Jeff Lowrance, a spokesman for Food Lion, Salisbury, N.C.,
a subsidiary of the Belgium-based Delhaize Group, recalled
the development process for an inner-city store the company
opened in Charlotte, N.C. in 1995. “For that store,”
he said, “the project included a developer, a local
community development group, the city of Charlotte, and
there were efforts to get federal support.
“There were a number of starts and stops. Getting
a supermarket to agree to anchor such a shopping center
is just one step. You have other retailers the developer
must recruit, a dry cleaner, a nail shop. Usually, when
you have so many parties involved, those deals just take
longer to bring to fruition.”
In the case of the Charlotte store, Lowrance remembered,
“It just didn’t progress from Point A to Point
B to Point C. There were some time lags involved.”
Blackstone noted that it helps if the developer and retailer
involved have experience in working in the inner city. “These
projects often required levels of creativity in terms of
how to adapt to the constraints o urban area,” he
said. “It may require looking at novel approaches
to infill development that may involved mixed-use development.
“Case in point, the Harlem Pathmark project. Because
of the smallness of the site, the parking lot was put on
top of the supermarket.”
OPPORTUNITY ZONES
The Urban Land Institute’s Beyard said he expects
the number of such public-private projects to increase.
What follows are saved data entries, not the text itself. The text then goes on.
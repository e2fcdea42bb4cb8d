//! Port traits: the hexagonal boundary between domain logic and the outside world.
//!
//! ```text
//!   Adapter ──▶ Port trait ──▶ TagScanner / FeedbackController / DurableQueue
//! ```
//!
//! Driven adapters (reader chip, flash filesystem, pixel ring, buzzer,
//! clock, event sinks) implement these traits.  The domain types consume
//! them via generics, so the scan and feedback logic never touches
//! hardware directly and runs unchanged on the host under test.

use core::time::Duration;
use std::io;

use crate::app::events::ScanEvent;
use crate::error::QueueError;
use crate::feedback::BaseMode;
use crate::queue::record::TagId;

// ───────────────────────────────────────────────────────────────
// Reader port (driven adapter: tag reader chip → domain)
// ───────────────────────────────────────────────────────────────

/// Largest id a reader may hand back.  Anything above the 10 bytes a
/// triple-size UID can carry is rejected by the scanner.
pub const MAX_RAW_TAG: usize = 16;

/// Raw id bytes exactly as the reader reported them.
pub type RawTag = heapless::Vec<u8, MAX_RAW_TAG>;

/// Tag reader chip.
pub trait ReaderPort {
    /// One bounded detection attempt.  `None` means nothing answered
    /// within `timeout`, which is either "no tag" or "chip gone"; the
    /// scanner tells them apart with [`firmware_present`](Self::firmware_present).
    fn poll(&mut self, timeout: Duration) -> Option<RawTag>;

    /// Re-initialise the bus and the chip.  Returns `true` on success.
    fn reconnect(&mut self) -> bool;

    /// Probe the chip's firmware version register.
    fn firmware_present(&mut self) -> bool;
}

// ───────────────────────────────────────────────────────────────
// Filesystem port (driven adapter: domain ↔ flash filesystem)
// ───────────────────────────────────────────────────────────────

/// Minimal path-based file access on the on-board flash filesystem.
///
/// # Durability
///
/// - `append` MUST write its buffer with a single call so concurrent
///   appenders cannot interleave.  A power cut may still leave a prefix
///   of the buffer behind; readers are expected to cope.
/// - `rename` replaces `to`.  Where the filesystem cannot do that in one
///   step the adapter removes `to` first, and the queue's recovery on open
///   finishes the move.
pub trait FileSystem {
    fn exists(&self, path: &str) -> bool;

    /// Open a file for sequential reading.
    fn open_read(&self, path: &str) -> Result<Box<dyn io::Read + '_>, StorageError>;

    /// Append `data` to the end of `path`, creating it if absent.
    fn append(&mut self, path: &str, data: &[u8]) -> Result<(), StorageError>;

    /// Replace the contents of `path` with `data` (create or truncate).
    fn write(&mut self, path: &str, data: &[u8]) -> Result<(), StorageError>;

    /// Move `from` over `to`.
    fn rename(&mut self, from: &str, to: &str) -> Result<(), StorageError>;

    /// Delete a file.  Returns `Ok(())` even if it didn't exist.
    fn remove(&mut self, path: &str) -> Result<(), StorageError>;
}

// ───────────────────────────────────────────────────────────────
// Output ports (domain → pixels / buzzer)
// ───────────────────────────────────────────────────────────────

/// Addressable ring of RGB pixels.  `set` stages, `commit` pushes the
/// whole frame to the strip.
pub trait LightPort {
    fn set(&mut self, position: usize, r: u8, g: u8, b: u8);
    fn commit(&mut self);
}

/// Piezo buzzer.
pub trait AudioPort {
    /// Start a continuous tone.  `volume` is 0–255.
    fn tone(&mut self, frequency_hz: u32, volume: u8);
    fn silence(&mut self);
}

// ───────────────────────────────────────────────────────────────
// Time, events, access, feedback
// ───────────────────────────────────────────────────────────────

/// Monotonic milliseconds since boot.
pub trait Clock {
    fn now_ms(&self) -> u64;
}

/// The domain emits structured [`ScanEvent`]s through this port.  Adapters
/// decide where they go (serial log, uplink, test recorder).
pub trait EventSink {
    fn emit(&mut self, event: &ScanEvent);
}

/// Write-only view of the scan outbox.  The scanner only ever appends.
pub trait EventLog {
    fn record(&mut self, tag: &TagId, detected_at: u64) -> Result<(), QueueError>;
}

/// Decides whether a detected tag gets the approval or the denial flash.
pub trait AccessPolicy {
    fn is_authorized(&self, tag: &TagId) -> bool;
}

impl<F> AccessPolicy for F
where
    F: Fn(&TagId) -> bool,
{
    fn is_authorized(&self, tag: &TagId) -> bool {
        self(tag)
    }
}

/// Command side of the feedback engine, as seen from the scanner.
///
/// Calls never block: they post a request that the render task picks up
/// on its next frame.
pub trait FeedbackPort {
    fn approve(&self, duration_ms: u32);
    fn deny(&self, duration_ms: u32);
    fn set_base(&self, mode: BaseMode);
}

// ───────────────────────────────────────────────────────────────
// Error types
// ───────────────────────────────────────────────────────────────

/// Errors from [`FileSystem`] operations.
#[derive(Debug, Clone, Copy, PartialEq, Eq)]
pub enum StorageError {
    /// File does not exist.
    NotFound,
    /// Partition is full.
    Full,
    /// Filesystem not mounted or refused access.
    Unavailable,
    /// Generic I/O error.
    IoError,
}

impl core::fmt::Display for StorageError {
    fn fmt(&self, f: &mut core::fmt::Formatter<'_>) -> core::fmt::Result {
        match self {
            Self::NotFound => write!(f, "file not found"),
            Self::Full => write!(f, "storage full"),
            Self::Unavailable => write!(f, "filesystem unavailable"),
            Self::IoError => write!(f, "I/O error"),
        }
    }
}

impl From<io::Error> for StorageError {
    fn from(e: io::Error) -> Self {
        match e.kind() {
            io::ErrorKind::NotFound => Self::NotFound,
            io::ErrorKind::StorageFull => Self::Full,
            io::ErrorKind::PermissionDenied => Self::Unavailable,
            _ => Self::IoError,
        }
    }
}

/// Errors from loading or validating [`ReaderConfig`](crate::config::ReaderConfig).
#[derive(Debug, Clone, Copy, PartialEq, Eq)]
pub enum ConfigError {
    /// No config found in storage (first boot).
    NotFound,
    /// Stored config is not valid JSON for the current schema.
    Corrupted,
    /// A config field failed range validation.
    /// The `&'static str` describes which field and why.
    ValidationFailed(&'static str),
    /// Generic I/O error from the storage backend.
    IoError,
}

impl core::fmt::Display for ConfigError {
    fn fmt(&self, f: &mut core::fmt::Formatter<'_>) -> core::fmt::Result {
        match self {
            Self::NotFound => write!(f, "config not found"),
            Self::Corrupted => write!(f, "config corrupted"),
            Self::ValidationFailed(msg) => write!(f, "validation failed: {}", msg),
            Self::IoError => write!(f, "I/O error"),
        }
    }
}

impl From<StorageError> for ConfigError {
    fn from(e: StorageError) -> Self {
        match e {
            StorageError::NotFound => Self::NotFound,
            _ => Self::IoError,
        }
    }
}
“There is less opportunity now in the suburbs because
of the big box stores,” he said. “This leaves
many traditional grocery stores in trouble, just trying
to hang on in the face of Wal-Mart.”
The alternative, Beyard noted, is to come to or come back
to the city. “The trend is only going to accelerate,”
he said. “These are underserved markets.”
Patrick Burns, who is planning in two to three months to
open the largest unit in his Fresh Grocer chain, a Philadelphia
store that occupies a full city block, noted that in the
urban core, well-run stores are well received. “My
customers enjoy a nice, clean, beautiful store,” he
said.
Save-A-Lot’s Kimack observed that his company is
accelerating its efforts in the inner city. “Save-A-Lot’s
development team continues to look at prospective sites
in existing and new urban markets,” he said. “We
are actively identifying sites in Philadelphia to further
penetrate the market and have a sincere interest in serving
the Pittsburgh market.”
Still, retailers cannot expect to succeed simply by showing
up, warned Pathmark’s Gutman. “Community support
has to be earned and re-earned every day,” he said.
“In many urban neighborhoods, there are different
types of competitors, but there are many smaller stores
that have catered successfully to the local community for
years.”
Which is to say, yet again, that operating a store in the
urban core is very much like operating a store anyplace
else. This is a lesson that more and more retailers appear
eager to learn.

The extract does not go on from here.